Mental Disorders and Societal Expectations

Last week I was incredibly turbulent emotionally, and I am experiencing a little carry over of those emotions this week. I notice that I am continuing my thought patterns and that is not leading to positive thoughts. So to help express and release these thoughts from my mental cycle, I am going to share a particular inner argument that has been plaguing me…

I have been struggling with popularity of the stereotypes that accompany mental disorders. I have noticed that anytime someone is arrested, the news report always includes the fact the person is “mentally ill”. I hate this because slapping that label onto a negative situation automaticlly adds onto the already previlent stereotypes of mental disorders. What the news doesn’t often tell is is that there are millions of people who work hard everyday to overcome those stereotypes and move beyond their disorders.

Why is it that society has to slap on an “mentally ill” label on anyone who defiles the law? It almost seems that the society has already decided that people with mental disorders are corrupt. Bums. Thieves. Murderers. Scum. Do some people who suffer from mental illness do terrible things? Yes. Does that mean that everyone with a mental illness is going to eventually do something terrible? No!

So these have been my thoughts and I have really been struggling with with this the last few weeks. How can we expect to break the stereotypes of mental illness when we continue to connect it with negative connotations? We need to start spreading the word about the truth and showing the positive people that live a full life everyday in spite of their disorder.

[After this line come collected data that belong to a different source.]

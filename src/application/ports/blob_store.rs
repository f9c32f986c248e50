use std::io;
use std::time::Duration;

use bytes::Bytes;
use futures::stream::BoxStream;

use crate::domain::StoragePath;

#[async_trait::async_trait]
pub trait BlobStore: Send + Sync {
    async fn store(
        &self,
        path: &StoragePath,
        stream: BoxStream<'_, Result<Bytes, io::Error>>,
        content_length: Option<u64>,
    ) -> Result<u64, BlobStoreError>;

    async fn fetch(&self, path: &StoragePath) -> Result<Vec<u8>, BlobStoreError>;

    /// Time-limited URL a third party can use to read the object.
    async fn signed_read_url(
        &self,
        path: &StoragePath,
        ttl: Duration,
    ) -> Result<String, BlobStoreError>;
}

#[derive(Debug, thiserror::Error)]
pub enum BlobStoreError {
    #[error("upload failed: {0}")]
    UploadFailed(String),
    #[error("object not found: {0}")]
    NotFound(String),
    #[error("download failed: {0}")]
    DownloadFailed(String),
    #[error("url signing failed: {0}")]
    SigningFailed(String),
    #[error("io error: {0}")]
    Io(#[from] io::Error),
}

Thank you for listening to my rant – I feel better already! 🙂

12 thoughts on “Mental Disorders and Societal Expectations

  1. It’s so true…mental illness is like a prop the media uses for “dramatic effect” It’s so wrong to glorify something most people don’t understand…it fuels fear and hate.

    Liked by 2 people

  2. I’m a bit of a news junkie and, with my own history of psychosis and current diagnosis of bipolar, always prick up my ears when I hear the kind of stories you describe with the ‘mentally ill’ label attached. What I feel is sympathy for the perpetrator. The mentally ill label mitigates some of their guilt. Were they let down by mental health services? Can we learn from what happened?

    Just maybe some other people – without my history – also feel this way?

    Liked by 1 person

  3. I think extremes of any form are “bad”, and unfortunately it is these things that make the news. You are right that people who don’t understand that thing hear about it in the news associated with some sort of terrible behavior, and that forms their understanding of what that thing is.

    So a murderer with a mental illness is understood as “people with a mental illness are murderers”.

    Or a religious extremist committing an act of violence becomes “people of that religion are violent”.

    Unfortunately it’s human nature to generalize and then paint everyone with one brush.

    The only way around it is education, and showing people that our stereotypes aren’t actually valid, and they don’t apply to all members of a group. In that way, things like your blog are small steps towards better understanding.

    Liked by 1 person

  4. Personally, I’ve always felt that society itself is a mental illness, and so perhaps that’s why it always seems to demonise the mental health of the individual, as if to divert the attention of the brainwashed masses away from the real insanity. – I don’t watch the news anymore, for this very reason.

    Glad your starting to feel better, E

    Liked by 2 people

  5. sometimes I think the label is slapped on because “people” need a reason to process crimes that can occur, it someone how makes the “public” feel better. Oh, they were mentally ill that is why they did it. I am okay. I feel it happens when people die, especially young. “That is awful, that she passed away” “How did she die?” “She was sick for a long time.” Person thinks, oh, she was sick, I am not sick, I will be okay, I wont die right now. I feel better. Does that make sense?